Als uw arts een onbalans van mineralen vermoedt, zal hij meestal een bloedtest bestellen. Uw arts kan controleren op niveaus van calcium, fosfor, PTH en alkalische fosfatase, een botstof en een marker voor de gezondheid van de botten.
Een röntgenfoto kan botbreuken of delen van botverdunning onthullen. Deze afbeeldingen kunnen ook laten zien of botten buigen of anderszins vervormd raken. Als u hyperparathyreoïdie heeft, loopt u een groter risico op osteoporose, een aandoening waarbij botten brozer worden.Het is meestal gerelateerd aan hormonale veranderingen die worden veroorzaakt door de menopauze en veroudering.
Behandelingsopties
Als uw osteitis fibrosa cystica het gevolg is van een abnormale bijschildklier, kan uw beste behandelingsoptie zijn om deze operatief te laten verwijderen. Dit kan vaak veilig en effectief worden gedaan. De andere bijschildklieren kunnen mogelijk voldoende PTH-niveaus produceren om het verlies van één klier te compenseren.
Als een operatie geen optie is of als u de klier niet wilt laten verwijderen, kunnen medicijnen voldoende zijn om uw aandoening te behandelen. Calcimimetica zijn geneesmiddelen die calcium in het bloed nabootsen. Ze helpen de bijschildklier "te misleiden" om minder PTH te produceren. Bisfosfonaten worden ook voorgeschreven aan mensen die botmassa verliezen, maar ze zijn alleen bedoeld voor kortdurend gebruik.
Hormoonvervangende therapie kan er ook voor zorgen dat de botten meer calcium vasthouden bij vrouwen die de menopauze doormaken of onlangs hebben doorgemaakt.
Wat zijn de vooruitzichten?
Hoe eerder hyperparathyreoïdie wordt gediagnosticeerd en behandeld, hoe groter de kans om de schade veroorzaakt door osteitis fibrosa cystica te beperken. Medicijnen nemen om de botsterkte te verbeteren, kan een grote hulp zijn. Als u andere maatregelen neemt, zoals het doen van gewichtdragende oefeningen en het verhogen van uw calcium- en vitamine D-inname, kunt u mogelijk de botgerelateerde complicaties die gepaard gaan met hyperparathyreoïdie, overwinnen.
Preventie en afhaalmaaltijden
Als u denkt dat uw dieet een tekort aan vitamine D of calcium heeft, overleg dan met uw arts of voedingsdeskundige over hoe u uw eetstijl kunt veranderen.
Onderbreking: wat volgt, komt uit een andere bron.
use std::fmt;

use async_trait::async_trait;
use tokio_postgres::{Client, NoTls};
use tracing::{error, info};

use crate::config::ConnectionConfig;
use crate::database::Database;
use crate::error::SqlPoolError;
use crate::results::ResultSet;
use crate::types::DatabaseType;

use super::query::{build_result_set, rows_affected};

/// Postgres variant of [`Database`].
///
/// Statements go through the simple query protocol inside a transaction, so
/// values must already be inlined in the SQL text.
pub struct PostgresDatabase {
    config: ConnectionConfig,
    client: Option<Client>,
}

impl PostgresDatabase {
    #[must_use]
    pub fn new(config: ConnectionConfig) -> Self {
        Self {
            config,
            client: None,
        }
    }

    fn client_mut(&mut self) -> Result<&mut Client, SqlPoolError> {
        match self.client.as_mut() {
            Some(client) if !client.is_closed() => Ok(client),
            _ => Err(SqlPoolError::NotOpen(DatabaseType::Postgres)),
        }
    }
}

impl fmt::Debug for PostgresDatabase {
    fn fmt(&self, f: &mut fmt::Formatter<'_>) -> fmt::Result {
        f.debug_struct("PostgresDatabase")
            .field("host", &self.config.host)
            .field("port", &self.config.port)
            .field("dbname", &self.config.dbname)
            .field("open", &self.is_open())
            .finish()
    }
}

#[async_trait]
impl Database for PostgresDatabase {
    fn kind(&self) -> DatabaseType {
        DatabaseType::Postgres
    }

    fn config(&self) -> &ConnectionConfig {
        &self.config
    }

    async fn connect(&mut self) -> Result<(), SqlPoolError> {
        if self.is_open() {
            return Ok(());
        }
        info!(
            host = %self.config.host,
            port = self.config.port,
            dbname = %self.config.dbname,
            "connecting to postgres"
        );

        let (client, connection) = self
            .config
            .to_postgres_config()
            .connect(NoTls)
            .await
            .map_err(|e| SqlPoolError::ConnectionError(format!("postgres connect error: {e}")))?;

        let dbname = self.config.dbname.clone();
        tokio::spawn(async move {
            if let Err(e) = connection.await {
                error!(dbname = %dbname, error = %e, "postgres connection terminated");
            }
        });

        self.client = Some(client);
        Ok(())
    }

    async fn close(&mut self) {
        // Dropping the client ends the spawned connection task.
        if self.client.take().is_some() {
            info!(dbname = %self.config.dbname, "closing postgres connection");
        }
    }

    fn is_open(&self) -> bool {
        self.client.as_ref().is_some_and(|c| !c.is_closed())
    }

    async fn execute_sql(&mut self, sql: &str) -> Result<usize, SqlPoolError> {
        let client = self.client_mut()?;
        let tx = client.transaction().await?;
        let messages = tx.simple_query(sql).await?;
        tx.commit().await?;
        rows_affected(&messages)
    }

    async fn query_sql(&mut self, sql: &str) -> Result<ResultSet, SqlPoolError> {
        let client = self.client_mut()?;
        let tx = client.transaction().await?;
        let messages = tx.simple_query(sql).await?;
        tx.commit().await?;
        Ok(build_result_set(&messages))
    }
}
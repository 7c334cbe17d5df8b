// SQLite backend
//
// - connection: the `Database` implementation over a file-backed rusqlite connection
// - query: conversion of rusqlite rows into the text `ResultSet`

pub mod connection;
pub mod query;

pub use connection::SqliteDatabase;
pub use query::build_result_set;
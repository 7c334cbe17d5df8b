use std::collections::HashMap;
use std::ops::{Deref, DerefMut};
use std::sync::{Arc, Mutex, PoisonError};

use tracing::{debug, info, warn};

use crate::config::ConnectionConfig;
use crate::database::Database;
use crate::error::SqlPoolError;
use crate::pool::{ConnectionPool, PooledConnection};
use crate::types::{ConnectionMode, DatabaseType};

/// Build an unopened backend connection for `kind`.
///
/// # Errors
/// Returns `SqlPoolError::Unimplemented` when the backend's cargo feature is disabled.
#[allow(unused_variables)]
pub fn connect_direct(
    kind: DatabaseType,
    config: ConnectionConfig,
) -> Result<Box<dyn Database>, SqlPoolError> {
    match kind {
        #[cfg(feature = "postgres")]
        DatabaseType::Postgres => Ok(Box::new(crate::postgres::PostgresDatabase::new(config))),
        #[cfg(feature = "sqlite")]
        DatabaseType::Sqlite => Ok(Box::new(crate::sqlite::SqliteDatabase::new(config))),
        #[allow(unreachable_patterns)]
        _ => Err(SqlPoolError::Unimplemented(format!(
            "{kind} support is not enabled in the current build"
        ))),
    }
}

/// A connection handed out by [`DatabaseFactory::create_database`].
///
/// Both variants deref to [`Database`].
#[derive(Debug)]
pub enum DatabaseHandle {
    /// Unpooled, owned by the caller. Starts closed; call `open()`.
    Direct(Box<dyn Database>),
    /// Checked out of a shared pool and already open.
    Pooled(PooledConnection),
}

impl DatabaseHandle {
    #[must_use]
    pub fn is_pooled(&self) -> bool {
        matches!(self, DatabaseHandle::Pooled(_))
    }

    #[must_use]
    pub fn as_pooled(&self) -> Option<&PooledConnection> {
        match self {
            DatabaseHandle::Pooled(conn) => Some(conn),
            DatabaseHandle::Direct(_) => None,
        }
    }
}

impl Deref for DatabaseHandle {
    type Target = dyn Database;

    fn deref(&self) -> &Self::Target {
        match self {
            DatabaseHandle::Direct(db) => db.as_ref(),
            DatabaseHandle::Pooled(conn) => &**conn,
        }
    }
}

impl DerefMut for DatabaseHandle {
    fn deref_mut(&mut self) -> &mut Self::Target {
        match self {
            DatabaseHandle::Direct(db) => db.as_mut(),
            DatabaseHandle::Pooled(conn) => &mut **conn,
        }
    }
}

/// Entry point that routes to a direct connection or a shared pool based on
/// `config.mode`.
///
/// Owns the pool registry: one pool per pool key (backend, host, database or
/// `SQLite` file), created on first use and kept for the factory's lifetime.
/// Clones share the registry.
#[derive(Debug, Clone, Default)]
pub struct DatabaseFactory {
    pools: Arc<Mutex<HashMap<String, ConnectionPool>>>,
}

impl DatabaseFactory {
    #[must_use]
    pub fn new() -> Self {
        Self::default()
    }

    /// Create a handle for `kind`, pooled or direct depending on `config.mode`.
    ///
    /// # Errors
    /// Returns `SqlPoolError::ConfigError` for an invalid configuration or one that
    /// conflicts with the pool already registered under its key,
    /// `SqlPoolError::Unimplemented` for a disabled backend, and in pooled mode any
    /// error from [`ConnectionPool::acquire`] (including exhaustion).
    pub async fn create_database(
        &self,
        kind: DatabaseType,
        config: &ConnectionConfig,
    ) -> Result<DatabaseHandle, SqlPoolError> {
        config.validate(kind)?;
        match config.mode {
            ConnectionMode::Direct => {
                debug!(backend = %kind, "creating direct connection");
                connect_direct(kind, config.clone()).map(DatabaseHandle::Direct)
            }
            ConnectionMode::Pooled => {
                let pool = self.pool_for(kind, config)?;
                pool.acquire().await.map(DatabaseHandle::Pooled)
            }
        }
    }

    /// Hand a handle back. Pooled handles return to their pool (`true`); direct
    /// handles are simply dropped, which closes them (`false`).
    pub fn release_connection(&self, handle: DatabaseHandle) -> bool {
        match handle {
            DatabaseHandle::Pooled(conn) => {
                match self.pool_by_key(&conn.config().pool_key(conn.kind())) {
                    Some(pool) => pool.release(conn),
                    // Not from this registry; dropping still routes it to its own pool.
                    None => {
                        drop(conn);
                        false
                    }
                }
            }
            DatabaseHandle::Direct(db) => {
                debug!(backend = %db.kind(), "dropping direct connection");
                false
            }
        }
    }

    /// The pool registered for this backend and configuration, if any.
    #[must_use]
    pub fn pool(&self, kind: DatabaseType, config: &ConnectionConfig) -> Option<ConnectionPool> {
        self.pool_by_key(&config.pool_key(kind))
    }

    #[must_use]
    pub fn pool_count(&self) -> usize {
        self.lock_pools().len()
    }

    fn pool_by_key(&self, key: &str) -> Option<ConnectionPool> {
        self.lock_pools().get(key).cloned()
    }

    /// Registered pool for this key, created on first use.
    ///
    /// A configuration that shares a key with a registered pool but reaches a
    /// different server or user is rejected rather than handed the other pool.
    fn pool_for(
        &self,
        kind: DatabaseType,
        config: &ConnectionConfig,
    ) -> Result<ConnectionPool, SqlPoolError> {
        let key = config.pool_key(kind);
        let pool = self
            .lock_pools()
            .entry(key)
            .or_insert_with_key(|key| {
                info!(pool_key = %key, "registering new connection pool");
                ConnectionPool::new(kind, config.clone(), config.pool_size)
            })
            .clone();

        if !pool.config().same_target(kind, config) {
            warn!(pool_key = %pool.key(), "configuration conflicts with the registered pool");
            return Err(SqlPoolError::ConfigError(format!(
                "pool {} is registered for a different connection target",
                pool.key()
            )));
        }
        if pool.max_size() != config.pool_size {
            warn!(
                pool_key = %pool.key(),
                registered = pool.max_size(),
                requested = config.pool_size,
                "pool_size differs from the registered pool; keeping the registered size"
            );
        }
        Ok(pool)
    }

    fn lock_pools(&self) -> std::sync::MutexGuard<'_, HashMap<String, ConnectionPool>> {
        self.pools.lock().unwrap_or_else(PoisonError::into_inner)
    }
}
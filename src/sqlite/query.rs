use rusqlite::Statement;
use rusqlite::types::ValueRef;

use crate::error::SqlPoolError;
use crate::results::{NULL_SENTINEL, ResultSet, Row};

/// Render one `SQLite` value as text.
#[must_use]
pub fn sqlite_value_to_text(value: ValueRef<'_>) -> String {
    match value {
        ValueRef::Null => NULL_SENTINEL.to_string(),
        ValueRef::Integer(i) => i.to_string(),
        ValueRef::Real(f) => f.to_string(),
        ValueRef::Text(t) | ValueRef::Blob(t) => String::from_utf8_lossy(t).into_owned(),
    }
}

/// Build a result set from a prepared `SQLite` statement.
///
/// Column names come from the statement, so a query matching no rows still
/// reports its schema.
///
/// # Errors
/// Returns `SqlPoolError::SqliteError` if stepping the statement or reading a column fails.
pub fn build_result_set(stmt: &mut Statement<'_>) -> Result<ResultSet, SqlPoolError> {
    let column_names: Vec<String> = stmt
        .column_names()
        .iter()
        .map(std::string::ToString::to_string)
        .collect();
    let col_count = column_names.len();

    let mut table: Vec<Row> = Vec::new();
    let mut rows_iter = stmt.query([])?;
    while let Some(row) = rows_iter.next()? {
        let mut values = Vec::with_capacity(col_count);
        for i in 0..col_count {
            values.push(sqlite_value_to_text(row.get_ref(i)?));
        }
        table.push(values);
    }

    Ok(ResultSet::new(column_names, table))
}
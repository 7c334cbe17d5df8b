#![cfg(feature = "sqlite")]

use sql_pool_access::prelude::*;
use tempfile::TempDir;

const CREATE_USERS: &str = "CREATE TABLE IF NOT EXISTS users (\
    id INTEGER PRIMARY KEY AUTOINCREMENT, \
    username TEXT, \
    password TEXT, \
    city TEXT, \
    email TEXT)";

fn sqlite_config(dir: &TempDir, name: &str) -> ConnectionConfig {
    let path = dir.path().join(name);
    ConnectionConfig::builder()
        .path(path.to_string_lossy())
        .finish()
}

async fn open_users_db(dir: &TempDir) -> SqliteDatabase {
    let mut db = SqliteDatabase::new(sqlite_config(dir, "users.db"));
    assert!(db.open().await);
    assert!(db.insert(&StatementBuilder::new().raw(CREATE_USERS)).await);
    db
}

#[tokio::test]
async fn sqlite_crud_round_trip() -> Result<(), Box<dyn std::error::Error>> {
    let dir = tempfile::tempdir()?;
    let mut db = open_users_db(&dir).await;

    let insert = StatementBuilder::new().insert("users").values([
        ("username", "sara"),
        ("password", "abc"),
        ("city", "tabriz"),
        ("email", "sara@example.com"),
    ]);
    assert!(db.insert(&insert).await);

    let update = StatementBuilder::new()
        .update("users")
        .set("city", "rasht")
        .where_clause("username = 'sara'");
    assert!(db.update(&update).await);

    let select = StatementBuilder::new()
        .table("users")
        .select("id")
        .select("username")
        .select("city")
        .select("email")
        .where_clause("username = 'sara'");
    let rs = db.select(&select).await;
    assert_eq!(rs.rows(), 1);
    assert_eq!(rs.columns(), ["id", "username", "city", "email"]);
    assert_eq!(rs.get(0, "city"), Some("rasht"));
    assert_eq!(rs.at(0, 0), Some("1"));

    let delete = StatementBuilder::new()
        .remove("users")
        .where_clause("username = 'sara'");
    assert!(db.remove(&delete).await);
    assert_eq!(db.select(&select).await.rows(), 0);

    db.close().await;
    assert!(!db.is_open());
    Ok(())
}

#[tokio::test]
async fn zero_rows_keep_known_schema() -> Result<(), Box<dyn std::error::Error>> {
    let dir = tempfile::tempdir()?;
    let mut db = open_users_db(&dir).await;

    let select = StatementBuilder::new()
        .table("users")
        .columns(["id", "username", "city", "email"])
        .where_clause("username = 'nobody'");
    let outcome = db.query(&select).await;
    assert!(outcome.is_success());
    let rs = outcome.into_result_set();
    assert_eq!(rs.rows(), 0);
    assert_eq!(rs.columns().len(), 4);
    assert_eq!(rs.cols(), 4);
    Ok(())
}

#[tokio::test]
async fn failed_read_is_tagged_and_schema_less() -> Result<(), Box<dyn std::error::Error>> {
    let dir = tempfile::tempdir()?;
    let mut db = open_users_db(&dir).await;

    let bad = StatementBuilder::new().table("no_such_table");
    let outcome = db.query(&bad).await;
    assert!(!outcome.is_success());
    assert!(outcome.error().is_some_and(|e| e.contains("no_such_table")));

    let rs = db.select(&bad).await;
    assert_eq!(rs.rows(), 0);
    assert_eq!(rs.cols(), 0);
    Ok(())
}

#[tokio::test]
async fn nulls_and_quotes_survive_the_round_trip() -> Result<(), Box<dyn std::error::Error>> {
    let dir = tempfile::tempdir()?;
    let mut db = open_users_db(&dir).await;

    assert!(
        db.insert(
            &StatementBuilder::new()
                .insert("users")
                .values([("username", "O'Brien")])
        )
        .await
    );

    let rs = db
        .select(
            &StatementBuilder::new()
                .table("users")
                .columns(["username", "city"]),
        )
        .await;
    assert_eq!(rs.rows(), 1);
    assert_eq!(rs.at(0, 0), Some("O'Brien"));
    assert_eq!(rs.at(0, 1), Some(NULL_SENTINEL));
    Ok(())
}

#[tokio::test]
async fn failed_write_returns_false_and_leaves_no_partial_state()
-> Result<(), Box<dyn std::error::Error>> {
    let dir = tempfile::tempdir()?;
    let mut db = open_users_db(&dir).await;

    let bad = StatementBuilder::new()
        .insert("users")
        .values([("no_such_column", "x")]);
    assert!(!db.insert(&bad).await);

    let rs = db.select(&StatementBuilder::new().table("users")).await;
    assert_eq!(rs.rows(), 0);
    assert_eq!(rs.cols(), 5);

    let err = db.execute(&bad).await.unwrap_err();
    assert!(matches!(err, SqlPoolError::SqliteError(_)));
    Ok(())
}

#[tokio::test]
async fn execute_reports_rows_affected() -> Result<(), Box<dyn std::error::Error>> {
    let dir = tempfile::tempdir()?;
    let mut db = open_users_db(&dir).await;
    for name in ["a", "b", "c"] {
        db.execute(
            &StatementBuilder::new()
                .insert("users")
                .values([("username", name), ("city", "x")]),
        )
        .await?;
    }
    let changed = db
        .execute(&StatementBuilder::new().update("users").set("city", "y"))
        .await?;
    assert_eq!(changed, 3);
    Ok(())
}

#[tokio::test]
async fn closed_handle_is_a_safe_no_op() -> Result<(), Box<dyn std::error::Error>> {
    let dir = tempfile::tempdir()?;
    let mut db = SqliteDatabase::new(sqlite_config(&dir, "closed.db"));
    assert!(!db.is_open());

    let select = StatementBuilder::new().table("users");
    assert!(!db.insert(&StatementBuilder::new().raw(CREATE_USERS)).await);
    assert!(!db.update(&StatementBuilder::new().update("users").set("a", "b")).await);
    assert!(!db.remove(&StatementBuilder::new().remove("users")).await);
    assert_eq!(db.select(&select).await.cols(), 0);
    assert!(matches!(
        db.execute(&select).await,
        Err(SqlPoolError::NotOpen(DatabaseType::Sqlite))
    ));

    // Closing twice is harmless.
    db.close().await;
    db.close().await;
    Ok(())
}

#[tokio::test]
async fn open_is_idempotent_and_reopens_after_close() -> Result<(), Box<dyn std::error::Error>> {
    let dir = tempfile::tempdir()?;
    let mut db = open_users_db(&dir).await;
    assert!(db.open().await);
    assert!(db.is_open());

    db.insert(
        &StatementBuilder::new()
            .insert("users")
            .values([("username", "kept")]),
    )
    .await;
    db.close().await;
    assert!(db.open().await);
    let rs = db.select(&StatementBuilder::new().table("users")).await;
    assert_eq!(rs.rows(), 1);
    Ok(())
}

#[tokio::test]
async fn unopenable_path_reports_failure() {
    let cfg = ConnectionConfig::builder()
        .path("/nonexistent-dir/for/sure/db.sqlite")
        .finish();
    let mut db = SqliteDatabase::new(cfg);
    assert!(!db.open().await);
    assert!(!db.is_open());
    assert!(db.connect().await.is_err());
}

#[tokio::test]
async fn empty_statement_is_rejected_without_io() -> Result<(), Box<dyn std::error::Error>> {
    let dir = tempfile::tempdir()?;
    let mut db = open_users_db(&dir).await;
    assert!(!db.insert(&StatementBuilder::new()).await);
    assert!(matches!(
        db.execute(&StatementBuilder::new()).await,
        Err(SqlPoolError::ExecutionError(_))
    ));
    Ok(())
}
Bespreek ook de blootstelling aan de zon met uw arts, vooral als u in een noordelijk gebied woont waar het winterzonlicht minimaal is.
U kunt een nog proactievere stap nemen bij het beheersen van uw calciumgehalte door routinematig bloedonderzoek te laten doen. Een bloedtest die lage calciumspiegels aantoont, kan uw arts ertoe aanzetten om calcium- en vitamine D-supplementen aan te bevelen of om uw botgezondheid verder te testen.
U moet ook uw arts raadplegen zodra u pijn of gevoeligheid in uw botten voelt. U heeft opties om uw botgezondheid te beheren en uw calciumgehalte te verbeteren. Als u proactief bent in deze zaken, kunt u breuken en andere complicaties vermijden die uw mobiliteit en uw kwaliteit van leven kunnen beperken.